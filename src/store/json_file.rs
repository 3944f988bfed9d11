// Copyright (c) 2025 - Cowboy AI, Inc.
//! JSON file store
//!
//! Persists the whole [`StoreDocument`] as one JSON file. Every operation
//! loads the file, applies the change, and writes it back while holding an
//! advisory lock on a sibling `<file>.lock`, so separate handles and
//! separate CLI invocations see each other's writes. Each write goes to its
//! own temporary file in the same directory and is persisted over the store
//! file in one rename.
//!
//! File I/O and lock waits run on tokio's blocking pool.

use async_trait::async_trait;
use fd_lock::RwLock;
use std::fs::{self, File, OpenOptions};
use std::io::{self, Write};
use std::path::{Path, PathBuf};
use tempfile::NamedTempFile;
use tracing::{debug, warn};

use super::{EmailLog, ReservationStore, SessionStore, StoreDocument, StoreSnapshot};
use crate::domain::{Reservation, ReservationId, ReservationPatch};
use crate::errors::{ReservationError, ReservationResult};
use crate::notification::SentEmail;

/// File-backed store
#[derive(Debug, Clone)]
pub struct JsonFileStore {
    path: PathBuf,
    lock_path: PathBuf,
}

impl JsonFileStore {
    /// Use `path` as the backing file; it is created on first write
    pub fn new(path: impl Into<PathBuf>) -> Self {
        let path = path.into();
        let mut lock_path = path.clone().into_os_string();
        lock_path.push(".lock");
        Self {
            path,
            lock_path: lock_path.into(),
        }
    }

    pub fn path(&self) -> &Path {
        &self.path
    }

    async fn read<T, F>(&self, f: F) -> ReservationResult<T>
    where
        F: FnOnce(&StoreDocument) -> T + Send + 'static,
        T: Send + 'static,
    {
        let path = self.path.clone();
        let lock_path = self.lock_path.clone();
        blocking(move || {
            let file = match open_lock_file(&lock_path) {
                Ok(file) => file,
                Err(e) if e.kind() == io::ErrorKind::NotFound => {
                    debug!(path = %path.display(), "store directory missing, starting empty");
                    return Ok(f(&StoreDocument::default()));
                }
                Err(e) => return Err(e.into()),
            };
            let lock = RwLock::new(file);
            let _guard = lock.read()?;
            let document = load(&path)?;
            Ok(f(&document))
        })
        .await
    }

    async fn update<T, F>(&self, f: F) -> ReservationResult<T>
    where
        F: FnOnce(&mut StoreDocument) -> ReservationResult<T> + Send + 'static,
        T: Send + 'static,
    {
        let path = self.path.clone();
        let lock_path = self.lock_path.clone();
        blocking(move || {
            if let Some(parent) = parent_dir(&path) {
                fs::create_dir_all(parent)?;
            }
            let mut lock = RwLock::new(open_lock_file(&lock_path)?);
            let _guard = lock.write()?;
            let mut document = load(&path)?;
            let value = f(&mut document)?;
            save(&path, &document)?;
            Ok(value)
        })
        .await
    }
}

async fn blocking<T, F>(task: F) -> ReservationResult<T>
where
    F: FnOnce() -> ReservationResult<T> + Send + 'static,
    T: Send + 'static,
{
    tokio::task::spawn_blocking(task)
        .await
        .map_err(|e| ReservationError::Store(format!("store task failed: {e}")))?
}

fn open_lock_file(lock_path: &Path) -> io::Result<File> {
    OpenOptions::new()
        .read(true)
        .write(true)
        .create(true)
        .truncate(false)
        .open(lock_path)
}

fn parent_dir(path: &Path) -> Option<&Path> {
    path.parent().filter(|p| !p.as_os_str().is_empty())
}

/// Caller holds the store lock
fn load(path: &Path) -> ReservationResult<StoreDocument> {
    match fs::read(path) {
        Ok(bytes) if bytes.iter().all(u8::is_ascii_whitespace) => Ok(StoreDocument::default()),
        Ok(bytes) => Ok(serde_json::from_slice(&bytes)?),
        Err(e) if e.kind() == io::ErrorKind::NotFound => {
            debug!(path = %path.display(), "store file missing, starting empty");
            Ok(StoreDocument::default())
        }
        Err(e) => Err(e.into()),
    }
}

/// Caller holds the store lock exclusively
fn save(path: &Path, document: &StoreDocument) -> ReservationResult<()> {
    let bytes = serde_json::to_vec_pretty(document)?;

    let mut tmp = NamedTempFile::new_in(parent_dir(path).unwrap_or(Path::new(".")))?;
    tmp.write_all(&bytes)?;
    tmp.as_file().sync_all()?;
    tmp.persist(path).map_err(|e| {
        warn!(path = %path.display(), error = %e, "failed to replace store file");
        io::Error::from(e)
    })?;
    Ok(())
}

#[async_trait]
impl ReservationStore for JsonFileStore {
    async fn list(&self) -> ReservationResult<Vec<Reservation>> {
        self.read(|doc| doc.reservations.clone()).await
    }

    async fn snapshot(&self) -> ReservationResult<StoreSnapshot> {
        self.read(StoreDocument::snapshot).await
    }

    async fn append(
        &self,
        reservation: Reservation,
        expected_version: Option<u64>,
    ) -> ReservationResult<u64> {
        self.update(move |doc| doc.append(reservation, expected_version))
            .await
    }

    async fn patch(
        &self,
        id: ReservationId,
        patch: ReservationPatch,
    ) -> ReservationResult<Reservation> {
        self.update(move |doc| doc.patch(id, &patch)).await
    }
}

#[async_trait]
impl SessionStore for JsonFileStore {
    async fn set_admin_session(&self, logged_in: bool) -> ReservationResult<()> {
        self.update(move |doc| {
            doc.admin_session = logged_in;
            Ok(())
        })
        .await
    }

    async fn is_admin_logged_in(&self) -> ReservationResult<bool> {
        self.read(|doc| doc.admin_session).await
    }
}

#[async_trait]
impl EmailLog for JsonFileStore {
    async fn record(&self, email: SentEmail) -> ReservationResult<()> {
        self.update(move |doc| {
            doc.emails.push(email);
            Ok(())
        })
        .await
    }

    async fn sent_emails(&self) -> ReservationResult<Vec<SentEmail>> {
        self.read(|doc| doc.emails.clone()).await
    }
}
// Copyright (c) 2025 - Cowboy AI, Inc.
//! Finite State Machine Abstractions
//!
//! Generic state machine types for modeling domain lifecycles. Transitions
//! are deterministic functions with no side effects.
//!
//! This is a Mealy machine shape: output depends on both current state and
//! input.
//!
//! ```text
//! (State, Input) → (State, Output)
//! ```
//!
//! # Example
//!
//! ```rust
//! use lab_reservations::domain::ReservationStatus;
//! use lab_reservations::state_machine::{ReviewDecision, StateMachine};
//!
//! let (next, output) = ReservationStatus::Pending
//!     .transition(&ReviewDecision::Approve)
//!     .unwrap();
//! assert_eq!(next, ReservationStatus::Approved);
//! assert!(output.warnings.is_empty());
//! ```

pub mod reservation_lifecycle;

pub use reservation_lifecycle::{ReviewDecision, TransitionOutput};

/// Result of a state transition
pub type TransitionResult<S> = Result<S, TransitionError>;

/// Errors that can occur during state transitions
#[derive(Debug, Clone, PartialEq, Eq, thiserror::Error)]
pub enum TransitionError {
    /// Transition from current state to target state is not allowed
    #[error("Invalid transition from {from} to {to}")]
    InvalidTransition { from: String, to: String },
}

/// Trait for finite state machines
///
/// Implement this trait to define a state machine with typed states,
/// inputs, and outputs.
pub trait StateMachine: Sized + Clone {
    /// Input type that triggers transitions
    type Input;

    /// Output type produced by transitions (use () if none)
    type Output;

    /// Attempt to transition to a new state given an input
    ///
    /// # Returns
    /// - Ok((new_state, output)) if transition is valid
    /// - Err(TransitionError) if transition is invalid
    fn transition(&self, input: &Self::Input) -> TransitionResult<(Self, Self::Output)>;

    /// Check if a transition is valid without performing it
    fn can_transition(&self, input: &Self::Input) -> bool {
        self.transition(input).is_ok()
    }

    /// Get all valid inputs from current state (if enumerable)
    fn valid_inputs(&self) -> Vec<Self::Input>
    where
        Self::Input: Clone,
    {
        Vec::new()
    }
}
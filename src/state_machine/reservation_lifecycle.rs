// Copyright (c) 2025 - Cowboy AI, Inc.
//! Reservation Review State Machine
//!
//! # States
//!
//! - Pending: submitted, awaiting review
//! - Approved: accepted (terminal)
//! - Rejected: declined (terminal)
//!
//! # Inputs
//!
//! - Approve: Pending → Approved
//! - Reject: Pending → Rejected
//!
//! Repeating the decision that produced a terminal state is accepted as a
//! no-op and reported through [`TransitionOutput::warnings`]. Reversing a
//! decision is an invalid transition.

use std::fmt;

use super::{StateMachine, TransitionError, TransitionResult};
use crate::domain::ReservationStatus;

/// Administrator decision (FSM input)
#[derive(Debug, Clone, Copy, PartialEq, Eq)]
pub enum ReviewDecision {
    Approve,
    Reject,
}

impl ReviewDecision {
    /// Status this decision leads to
    pub fn target(&self) -> ReservationStatus {
        match self {
            ReviewDecision::Approve => ReservationStatus::Approved,
            ReviewDecision::Reject => ReservationStatus::Rejected,
        }
    }
}

impl fmt::Display for ReviewDecision {
    fn fmt(&self, f: &mut fmt::Formatter<'_>) -> fmt::Result {
        match self {
            ReviewDecision::Approve => write!(f, "approve"),
            ReviewDecision::Reject => write!(f, "reject"),
        }
    }
}

/// Transition output
#[derive(Debug, Clone, Default, PartialEq, Eq)]
pub struct TransitionOutput {
    /// Warnings generated during transition
    pub warnings: Vec<String>,
}

impl TransitionOutput {
    pub fn ok() -> Self {
        Self::default()
    }

    pub fn with_warning(warning: impl Into<String>) -> Self {
        Self {
            warnings: vec![warning.into()],
        }
    }

    /// Whether the transition left the state unchanged
    pub fn is_repeat(&self) -> bool {
        !self.warnings.is_empty()
    }
}

impl StateMachine for ReservationStatus {
    type Input = ReviewDecision;
    type Output = TransitionOutput;

    fn transition(&self, input: &Self::Input) -> TransitionResult<(Self, Self::Output)> {
        use ReservationStatus::*;
        use ReviewDecision::*;

        match (self, input) {
            (Pending, Approve) => Ok((Approved, TransitionOutput::ok())),
            (Pending, Reject) => Ok((Rejected, TransitionOutput::ok())),

            (Approved, Approve) => Ok((
                Approved,
                TransitionOutput::with_warning("Reservation was already approved"),
            )),
            (Rejected, Reject) => Ok((
                Rejected,
                TransitionOutput::with_warning("Reservation was already rejected"),
            )),

            (Approved, Reject) | (Rejected, Approve) => Err(TransitionError::InvalidTransition {
                from: self.to_string(),
                to: input.target().to_string(),
            }),
        }
    }

    fn valid_inputs(&self) -> Vec<Self::Input> {
        use ReservationStatus::*;
        use ReviewDecision::*;

        match self {
            Pending => vec![Approve, Reject],
            Approved => vec![Approve],
            Rejected => vec![Reject],
        }
    }
}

▸ Task objective
Using the data above, repeat exactly the lines that begin at the line with "type Input;" and end at the line with "-> TransitionResult<(Self, Self::Output)>;", both ends included.

▸ Result below
    type Input;

    /// Output type produced by transitions (use () if none)
    type Output;

    /// Attempt to transition to a new state given an input
    ///
    /// # Returns
    /// - Ok((new_state, output)) if transition is valid
    /// - Err(TransitionError) if transition is invalid
    fn transition(&self, input: &Self::Input) -> TransitionResult<(Self, Self::Output)>;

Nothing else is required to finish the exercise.